> _What you should do_
In the entries below, find the string "request" and return each line holding it.

> _Exercise materials_
use anyhow::anyhow;
use cumulus_core::ProviderOptions;
use serde_json::Value;

/// Parse a `key=value` provider option.
///
/// Values that parse as JSON (`150`, `true`, `["a","b"]`) keep their type;
/// anything else is taken as a string.
pub fn parse_option(raw: &str) -> anyhow::Result<(String, Value)> {
    let (key, value) = raw
        .split_once('=')
        .ok_or_else(|| anyhow!("option must be key=value, got {:?}", raw))?;

    let key = key.trim();
    if key.is_empty() {
        return Err(anyhow!("option key is empty in {:?}", raw));
    }

    let value = serde_json::from_str(value).unwrap_or_else(|_| Value::String(value.to_string()));
    Ok((key.to_string(), value))
}

/// Collect `key=value` pairs into provider options; later keys win.
pub fn parse_options(raw: &[String]) -> anyhow::Result<ProviderOptions> {
    raw.iter()
        .map(|pair| parse_option(pair))
        .collect::<anyhow::Result<ProviderOptions>>()
}

/// Initialize tracing for CLI binaries.
pub fn init_tracing() {
    tracing_subscriber::fmt()
        .with_env_filter(
            tracing_subscriber::EnvFilter::try_from_default_env()
                .unwrap_or_else(|_| tracing_subscriber::EnvFilter::new("info")),
        )
        .init();
}

#[cfg(test)]
mod tests {
    use super::*;
    use serde_json::json;

    #[test]
    fn parse_option_keeps_json_types() {
        assert_eq!(parse_option("width=150").unwrap(), ("width".to_string(), json!(150)));
        assert_eq!(parse_option("overwrite=true").unwrap().1, json!(true));
        assert_eq!(parse_option("tags=[\"a\",\"b\"]").unwrap().1, json!(["a", "b"]));
    }

    #[test]
    fn parse_option_falls_back_to_string() {
        assert_eq!(parse_option("crop=fit").unwrap().1, json!("fit"));
        assert_eq!(parse_option("folder=a=b").unwrap().1, json!("a=b"));
        assert_eq!(parse_option("empty=").unwrap().1, json!(""));
    }

    #[test]
    fn parse_option_rejects_malformed() {
        assert!(parse_option("width").is_err());
        assert!(parse_option("=150").is_err());
    }

    #[test]
    fn parse_options_later_keys_win() {
        let options = parse_options(&["crop=fit".to_string(), "crop=fill".to_string()]).unwrap();
        assert_eq!(options.len(), 1);
        assert_eq!(options["crop"], json!("fill"));
    }
}
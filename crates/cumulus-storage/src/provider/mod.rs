//! Remote media provider abstraction
//!
//! [`MediaProvider`] is the narrow slice of the Cloudinary upload and admin
//! APIs the storage adapter consumes. [`CloudinaryClient`] implements it over
//! HTTP; tests substitute an in-memory provider.

pub mod cloudinary;
pub(crate) mod signature;

use async_trait::async_trait;
use bytes::Bytes;
use cumulus_core::{ProviderOptions, ResourceType};
use serde::{Deserialize, Serialize};
use serde_json::{Map, Value};
use std::collections::BTreeMap;
use std::pin::Pin;
use thiserror::Error;
use tokio::io::AsyncRead;

pub use cloudinary::CloudinaryClient;

/// Chunk size used for large uploads when neither the caller nor the adapter sets one.
pub const DEFAULT_CHUNK_SIZE: u64 = 20_000_000;

/// Provider operation errors
#[derive(Debug, Error)]
pub enum ProviderError {
    #[error("HTTP request failed: {0}")]
    Http(#[from] reqwest::Error),

    #[error("Cloudinary API error ({status}): {message}")]
    Api { status: u16, message: String },

    #[error("Invalid provider response: {0}")]
    InvalidResponse(String),

    #[error("Failed to read upload source: {0}")]
    Io(#[from] std::io::Error),
}

/// Result type for provider operations
pub type ProviderResult<T> = Result<T, ProviderError>;

/// Body of a single-request upload.
#[derive(Debug, Clone)]
pub enum UploadPayload {
    /// File content sent in the request.
    Bytes { data: Bytes, filename: String },
    /// A URL the provider fetches itself.
    Url(String),
}

/// Response of the upload endpoints.
#[derive(Debug, Clone, Default, PartialEq, Serialize, Deserialize)]
pub struct UploadResponse {
    pub public_id: String,
    #[serde(default, skip_serializing_if = "Option::is_none")]
    pub format: Option<String>,
    #[serde(default)]
    pub bytes: u64,
    #[serde(default, skip_serializing_if = "Option::is_none")]
    pub width: Option<u32>,
    #[serde(default, skip_serializing_if = "Option::is_none")]
    pub height: Option<u32>,
    #[serde(default, skip_serializing_if = "Option::is_none")]
    pub resource_type: Option<String>,
    #[serde(rename = "type", default, skip_serializing_if = "Option::is_none")]
    pub delivery_type: Option<String>,
    #[serde(default, skip_serializing_if = "Option::is_none")]
    pub version: Option<u64>,
    #[serde(default, skip_serializing_if = "Option::is_none")]
    pub url: Option<String>,
    #[serde(default, skip_serializing_if = "Option::is_none")]
    pub secure_url: Option<String>,
    /// Remaining response fields, kept opaque.
    #[serde(flatten)]
    pub extra: Map<String, Value>,
}

/// A stored resource as reported by the admin API.
#[derive(Debug, Clone, Default, PartialEq, Serialize, Deserialize)]
pub struct Resource {
    pub public_id: String,
    #[serde(default, skip_serializing_if = "Option::is_none")]
    pub format: Option<String>,
    #[serde(default, skip_serializing_if = "Option::is_none")]
    pub resource_type: Option<String>,
    #[serde(rename = "type", default, skip_serializing_if = "Option::is_none")]
    pub delivery_type: Option<String>,
    #[serde(default, skip_serializing_if = "Option::is_none")]
    pub bytes: Option<u64>,
    #[serde(flatten)]
    pub extra: Map<String, Value>,
}

#[derive(Debug, Clone, Default, PartialEq, Deserialize)]
pub struct ResourceList {
    #[serde(default)]
    pub resources: Vec<Resource>,
    #[serde(default)]
    pub next_cursor: Option<String>,
}

/// Response of the destroy endpoint: `"ok"` or `"not found"`.
#[derive(Debug, Clone, PartialEq, Deserialize)]
pub struct DestroyResponse {
    pub result: String,
}

/// Response of the bulk delete endpoints: public id to deletion status.
#[derive(Debug, Clone, Default, PartialEq, Deserialize)]
pub struct DeleteResponse {
    #[serde(default)]
    pub deleted: BTreeMap<String, String>,
    #[serde(default)]
    pub partial: bool,
    #[serde(default)]
    pub next_cursor: Option<String>,
}

/// Remote media service operations used by the storage adapter.
///
/// Upload, rename and destroy take the merged provider options, which carry
/// `public_id`, `resource_type` and `type` alongside any provider parameters.
#[async_trait]
pub trait MediaProvider: Send + Sync {
    async fn upload(
        &self,
        payload: UploadPayload,
        options: &ProviderOptions,
    ) -> ProviderResult<UploadResponse>;

    /// Chunked upload: the reader is sent in order, `chunk_size` bytes per request.
    async fn upload_large(
        &self,
        reader: Pin<Box<dyn AsyncRead + Send + Unpin>>,
        size: Option<u64>,
        chunk_size: u64,
        options: &ProviderOptions,
    ) -> ProviderResult<UploadResponse>;

    async fn rename(
        &self,
        from_public_id: &str,
        to_public_id: &str,
        options: &ProviderOptions,
    ) -> ProviderResult<Resource>;

    async fn destroy(
        &self,
        public_id: &str,
        options: &ProviderOptions,
    ) -> ProviderResult<DestroyResponse>;

    async fn resources_by_ids(
        &self,
        public_ids: &[String],
        resource_type: ResourceType,
        delivery_type: &str,
    ) -> ProviderResult<ResourceList>;

    async fn delete_resources(
        &self,
        public_ids: &[String],
        resource_type: ResourceType,
        delivery_type: &str,
    ) -> ProviderResult<DeleteResponse>;

    async fn delete_resources_by_prefix(
        &self,
        prefix: &str,
        resource_type: ResourceType,
        delivery_type: &str,
        options: &ProviderOptions,
    ) -> ProviderResult<DeleteResponse>;

    async fn delete_all_resources(
        &self,
        resource_type: ResourceType,
        delivery_type: &str,
        options: &ProviderOptions,
    ) -> ProviderResult<DeleteResponse>;
}

#[cfg(test)]
mod tests {
    use super::*;
    use serde_json::json;

    #[test]
    fn upload_response_keeps_unknown_fields() {
        let response: UploadResponse = serde_json::from_value(json!({
            "public_id": "foo",
            "format": "jpg",
            "bytes": 12345,
            "width": 100,
            "height": 67,
            "type": "upload",
            "etag": "abc",
            "tags": []
        }))
        .unwrap();

        assert_eq!(response.public_id, "foo");
        assert_eq!(response.format.as_deref(), Some("jpg"));
        assert_eq!(response.delivery_type.as_deref(), Some("upload"));
        assert_eq!(response.extra.get("etag"), Some(&json!("abc")));

        let value = serde_json::to_value(&response).unwrap();
        assert_eq!(value["etag"], json!("abc"));
        assert_eq!(value["type"], json!("upload"));
    }

    #[test]
    fn raw_upload_response_has_no_format() {
        let response: UploadResponse = serde_json::from_value(json!({
            "public_id": "report.pdf",
            "bytes": 10,
            "resource_type": "raw"
        }))
        .unwrap();

        assert_eq!(response.format, None);
        assert_eq!(response.width, None);
        let value = serde_json::to_value(&response).unwrap();
        assert!(value.get("format").is_none());
    }
}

> _Written solution_
    #[error("HTTP request failed: {0}")]
/// Body of a single-request upload.
    /// File content sent in the request.
    /// Chunked upload: the reader is sent in order, `chunk_size` bytes per request.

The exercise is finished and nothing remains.